El que no ve, fácilmente tropieza; nuestro mundo parece caminar en tinieblas, huye de la luz “porque sus obras no son buenas, no agradan al Padre celestial ni invitan a otros hombres a emprender un camino diferente”; ¿por dónde va nuestro camino?, nos conocemos como amigos de lo fácil, de lo que no engloba compromiso, nos inclinamos más decididamente por una “libertad” que vamos convirtiendo en “libertinaje”, como nos advertía Pablo en su carta a los Gálatas, por eso insistimos en nuestra oración que nos inunde la Luz del Evangelio para que obrando en consonancia, verdaderamente nos comportemos como cristianos, como Cristo: pacientes, bondadosos, llenos de misericordia, decididos a la apertura universal, a reconocer como prójimo a todo ser humano. Que la Gracia del Espíritu irradie en nuestro ser para que jamás nos apartemos de lo que nos une a Cristo.

En el Deuteronomio encontramos lo que de sobra sabemos: Dios y sus orientaciones, no sólo están cerca, están dentro de nosotros, en el corazón, en la mente y ojala en la boca, en la profesión y realización del compromiso concreto.

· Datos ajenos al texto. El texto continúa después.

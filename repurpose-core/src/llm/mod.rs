//! Text generation: backend trait, Gemini backend and the fallback client.

pub mod client;
pub mod error_display;
pub mod factory;
pub mod provider;
pub mod providers;

pub use client::{
    CandidateModel, CandidateSource, GenerationClient, GenerationFailure, merge_candidates,
};
pub use factory::{BackendConnector, ClientConnector, GeminiConnector};
pub use provider::{GenerationBackend, LLMError};
pub use providers::GeminiProvider;
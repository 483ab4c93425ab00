use anyhow::{Context, Result};
use clap::Parser;
use console::style;
use repurpose::cli::{self, Cli, Commands};
use repurpose::server;
use repurpose_core::config::api_keys::load_dotenv;
use repurpose_core::{ConfigManager, RepurposeConfig, RepurposeService};
use std::path::Path;
use std::sync::Arc;
use tracing_subscriber::EnvFilter;

#[tokio::main]
async fn main() -> Result<()> {
    let args = Cli::parse();

    init_tracing(&args.log_level)?;
    if args.no_color {
        console::set_colors_enabled(false);
        console::set_colors_enabled_stderr(false);
    }

    if let Err(err) = run(args).await {
        eprintln!("{} {err:#}", style("Error:").red().bold());
        std::process::exit(1);
    }
    Ok(())
}

async fn run(args: Cli) -> Result<()> {
    load_dotenv()?;

    let workspace = match args.workspace {
        Some(path) => path,
        None => std::env::current_dir().context("cannot determine current dir")?,
    };

    if let Commands::Init { force } = args.command {
        return cli::handle_init_command(&workspace, force);
    }

    let manager = load_config(args.config.as_deref(), &workspace)?;
    if let Some(path) = manager.config_path() {
        tracing::debug!(path = %path.display(), "using configuration file");
    }
    let config = manager.config();

    match args.command {
        Commands::Segment(segment_args) => cli::handle_segment_command(config, segment_args),
        Commands::Templates => cli::handle_templates_command(config),
        Commands::Init { .. } => Ok(()),
        command => {
            let service = RepurposeService::from_config(config, manager.workspace())
                .context("Failed to initialize repurpose service")?;
            run_service_command(command, service, config).await
        }
    }
}

async fn run_service_command(
    command: Commands,
    service: RepurposeService,
    config: &RepurposeConfig,
) -> Result<()> {
    match command {
        Commands::Generate(generate_args) => {
            cli::handle_generate_command(&service, generate_args).await
        }
        Commands::Models => cli::handle_models_command(&service).await,
        Commands::Ask { question } => cli::handle_ask_command(&service, &question.join(" ")).await,
        Commands::History {
            user_id,
            limit,
            content,
        } => cli::handle_history_command(&service, user_id, limit, content),
        Commands::Serve { host, port } => {
            let host = host.unwrap_or_else(|| config.server.host.clone());
            let port = port.unwrap_or(config.server.port);
            server::serve(Arc::new(service), &host, port).await
        }
        Commands::Segment(_) | Commands::Templates | Commands::Init { .. } => Ok(()),
    }
}

fn load_config(config: Option<&Path>, workspace: &Path) -> Result<ConfigManager> {
    match config {
        Some(path) => ConfigManager::load_from_file(path, workspace),
        None => ConfigManager::load_from_workspace(workspace),
    }
}

/// Logs go to stderr so stdout carries only generated copy or JSON.
fn init_tracing(level: &str) -> Result<()> {
    let filter = match std::env::var("RUST_LOG") {
        Ok(directives) if !directives.trim().is_empty() => {
            EnvFilter::try_new(directives).context("Invalid RUST_LOG directives")?
        }
        _ => EnvFilter::try_new(format!(
            "repurpose={level},repurpose_core={level},tower_http={level}"
        ))
        .with_context(|| format!("Invalid log level: {level}"))?,
    };

    tracing_subscriber::fmt()
        .with_env_filter(filter)
        .with_writer(std::io::stderr)
        .with_target(false)
        .init();
    Ok(())
}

Él “ya ha escrito su Ley en nuestro interior”, como prometió por el profeta Jeremías (31: 33).. La pregunta inicial, ¿por qué no la seguimos?, ¿qué está sucediendo en el mundo?, ¿por qué ha perdido su fuerza esta Ley Natural que enlaza la doble vertiente del amor: a Dios y a los demás?, ¿qué es capaz de borrarla y encerrarnos en la actitud egoísta e idólatra?

“El Señor nos escucha, porque es bueno”, de nuevo preguntarnos qué tanto lo invocamos, qué tanto oramos por la paz, por nuestra sincera conversión, para que crezca el conocimiento que nos impulse “a acercarnos y permanecer con Él”.

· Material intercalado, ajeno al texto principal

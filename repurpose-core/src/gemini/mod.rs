//! Gemini REST client
//!
//! Thin HTTP layer over `generateContent` and `models.list`. Error
//! classification for the fallback logic lives in `llm::providers::gemini`.

pub mod client;
pub mod models;

pub use client::{Client, ClientConfig, GeminiError};
pub use models::{
    Candidate, Content, GenerateContentRequest, GenerateContentResponse, ListModelsResponse,
    ModelInfo, Part,
};
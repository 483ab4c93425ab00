//! Configuration Module
//!
//! Loads `repurpose.toml` and exposes the typed sections used by the
//! pipeline, the storage layer and the HTTP surface.

pub mod api_keys;
pub mod constants;
pub mod core;
pub mod loader;

pub use core::{GenerationConfig, SegmentationConfig, ServerConfig, StorageConfig};
pub use loader::{ConfigManager, RepurposeConfig, TemplateOverrides};
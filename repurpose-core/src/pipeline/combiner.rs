const SEGMENT_SEPARATOR: &str = "\n\n";

/// Join per-segment results in order, skipping entries that are blank after trimming.
pub fn combine<I, S>(results: I) -> String
where
    I: IntoIterator<Item = S>,
    S: AsRef<str>,
{
    let mut combined = String::new();
    for result in results {
        let trimmed = result.as_ref().trim();
        if trimmed.is_empty() {
            continue;
        }
        if !combined.is_empty() {
            combined.push_str(SEGMENT_SEPARATOR);
        }
        combined.push_str(trimmed);
    }
    combined
}
//! Outlay is a web dashboard for tracking expenses held in a remote expense
//! API.
//!
//! This library serves HTML pages directly. All expense records live behind
//! the REST API configured at start-up; the server keeps no local copy beyond
//! the lifetime of a single request.

#![warn(missing_docs)]

use std::{net::SocketAddr, time::Duration};

use axum::response::{IntoResponse, Response};
use axum_server::Handle;
use tokio::signal;

mod endpoints;
mod expense;
mod html;
mod internal_server_error;
mod navigation;
mod not_found;
mod pagination;
mod routing;
mod state;
mod stores;
mod timezone;

#[cfg(test)]
pub(crate) mod test_utils;

pub use expense::{Expense, ExpenseDraft, ExpenseId, ExpenseSummary, FilterMode};
pub use pagination::PaginationConfig;
pub use routing::build_router;
pub use state::AppState;
pub use stores::{ApiConfig, ExpenseStore, RestExpenseStore};

use crate::internal_server_error::{InternalServerErrorPage, render_internal_server_error};
use crate::not_found::get_404_not_found_response;

/// An async task that waits for either the ctrl+c or terminate signal,
/// whichever comes first, and then signals the server to shut down gracefully.
///
/// `handle` is a handle to an Axum `Server`.
pub async fn graceful_shutdown(handle: Handle<SocketAddr>) {
    let ctrl_c = async {
        signal::ctrl_c()
            .await
            .expect("failed to install Ctrl+C handler");
    };

    #[cfg(unix)]
    let terminate = async {
        signal::unix::signal(signal::unix::SignalKind::terminate())
            .expect("failed to install signal handler")
            .recv()
            .await;
    };

    #[cfg(not(unix))]
    let terminate = std::future::pending::<()>();

    tokio::select! {
        _ = ctrl_c => {
            tracing::debug!("Received ctrl+c signal.");
            handle.graceful_shutdown(Some(Duration::from_secs(1)));
        },
        _ = terminate => {
            tracing::debug!("Received terminate signal.");
            handle.graceful_shutdown(Some(Duration::from_secs(1)));
        },
    }
}

/// The errors that may occur in the application.
#[derive(Debug, Clone, thiserror::Error, PartialEq)]
pub enum Error {
    /// The expense API could not be reached, or the connection failed before
    /// a response arrived.
    #[error("could not reach the expense API: {0}")]
    Transport(String),

    /// The expense API answered with an error status.
    ///
    /// Individual statuses are logged for diagnostics at the client boundary;
    /// recovery does not differ between them.
    #[error("the expense API returned status {0}")]
    ApiStatus(u16),

    /// The requested resource was not found.
    ///
    /// For HTTP request handlers, the client should check that the expense ID
    /// is correct and that the expense has not already been deleted.
    #[error("the requested resource could not be found")]
    NotFound,

    /// The expense API returned a body that could not be parsed.
    #[error("could not parse the expense API response: {0}")]
    InvalidResponse(String),

    /// An expense amount that is negative or not a finite number.
    #[error("{0} is not a valid expense amount")]
    InvalidAmount(f64),

    /// An error occurred while getting the local timezone from a canonical
    /// timezone string.
    #[error("invalid timezone {0}")]
    InvalidTimezone(String),
}

impl From<reqwest::Error> for Error {
    fn from(error: reqwest::Error) -> Self {
        if error.is_decode() {
            Error::InvalidResponse(error.to_string())
        } else {
            tracing::error!("no response received from the expense API: {error}");
            Error::Transport(error.to_string())
        }
    }
}

impl IntoResponse for Error {
    fn into_response(self) -> Response {
        match self {
            Error::NotFound => get_404_not_found_response(),
            Error::InvalidTimezone(timezone) => {
                render_internal_server_error(InternalServerErrorPage {
                    description: "Invalid Timezone Settings",
                    fix: &format!(
                        "Could not get local timezone \"{timezone}\". Check your server settings \
                        and ensure the timezone has been set to a valid, canonical timezone string"
                    ),
                })
            }
            // Any errors that are not handled above are not intended to be shown to the client.
            error => {
                tracing::error!("An unexpected error occurred: {}", error);
                render_internal_server_error(Default::default())
            }
        }
    }
}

El himno cristológico que nos brinda Pablo en la lectura de la carta a los Colosenses, ayuda a confirmar Quién es el Centro, el Fundamento, el Primogénito de toda la creación, también a descubrir, una vez más, que Cristo es el Camino para conocer al Padre, el Mediador de la nueva Alianza, la Cabeza de la Iglesia, y cómo por Él y por su entrega hasta la muerte, estamos reconciliados con Dios.

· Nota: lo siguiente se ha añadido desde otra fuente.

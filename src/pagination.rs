//! This module defines the common functionality for paging the expense table.

/// The config for pagination.
#[derive(Debug, Clone, Copy)]
pub struct PaginationConfig {
    /// The number of expenses to display per page.
    pub page_size: usize,
}

impl Default for PaginationConfig {
    fn default() -> Self {
        Self { page_size: 10 }
    }
}

/// The number of pages needed to display `item_count` items.
///
/// Zero items produce zero pages.
pub fn page_count(item_count: usize, page_size: usize) -> u64 {
    item_count.div_ceil(page_size) as u64
}

/// Clamp a requested page number into the valid range for `page_count` pages.
///
/// Requests outside the range land on the nearest valid page. An empty data
/// set still has a current page of 1 so that the page state is never zero.
pub fn clamp_page(requested_page: u64, page_count: u64) -> u64 {
    requested_page.clamp(1, page_count.max(1))
}

/// The range of page numbers to display around the current page.
///
/// The window covers the current page and up to two neighbours on either
/// side, clamped to the valid page range. Pages near the start show the
/// first five pages and pages near the end show the last five, so the
/// window only shrinks below five entries when there are fewer than five
/// pages. The returned range is empty when there are no pages at all.
pub fn page_window(curr_page: u64, page_count: u64) -> std::ops::RangeInclusive<u64> {
    let curr = curr_page as i64;
    let total = page_count as i64;

    let mut start = (curr - 2).max(1);
    let mut end = (curr + 2).min(total);

    if curr <= 3 {
        end = total.min(5);
    }

    if curr >= total - 2 {
        start = (total - 4).max(1);
    }

    (start as u64)..=(end.max(0) as u64)
}

#[derive(Debug, PartialEq, Eq)]
pub enum PaginationIndicator {
    Page(u64),
    CurrPage(u64),
    NextButton(u64),
    BackButton(u64),
}

pub fn create_pagination_indicators(curr_page: u64, page_count: u64) -> Vec<PaginationIndicator> {
    let map_page = |page| {
        if page == curr_page {
            PaginationIndicator::CurrPage(page)
        } else {
            PaginationIndicator::Page(page)
        }
    };

    let mut indicators: Vec<PaginationIndicator> =
        page_window(curr_page, page_count).map(map_page).collect();

    if curr_page > 1 {
        indicators.insert(0, PaginationIndicator::BackButton(curr_page - 1));
    }

    if curr_page < page_count {
        indicators.push(PaginationIndicator::NextButton(curr_page + 1));
    }

    indicators
}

En San Lucas reafirma Jesús la unión que hay entre Deuteronomio y Levítico: La Ley Evangélica: el amor a Dios y el amor al prójimo tan íntimamente unidos que son la única fuente de la vida: “Haz esto y vivirás”. Omitamos preguntas inútiles: “¿Quién es mi prójimo?” Tenemos clara en la mente la respuesta: “El que tuvo compasión del caído en manos de ladrones”. Aceptemos la invitación que viene de labios de Jesús:

“Anda y haz tú lo mismo”. Ese “tú”, es el “yo” de cada uno de nosotros; esquivar la responsabilidad, matar la compasión, cerrar los ojos ante tantos que “nos necesitan”, es desdecirnos del nombre de cristianos, es apartarnos de Cristo, es no permitir que lo orado en unión con la Iglesia, se vuelva realidad. Que Jesús Eucaristía nos dé ánimos para ser “luz y sal de la tierra, ciudad construida en lo alto”, que nuestras obras den buena cuenta de nuestro corazón.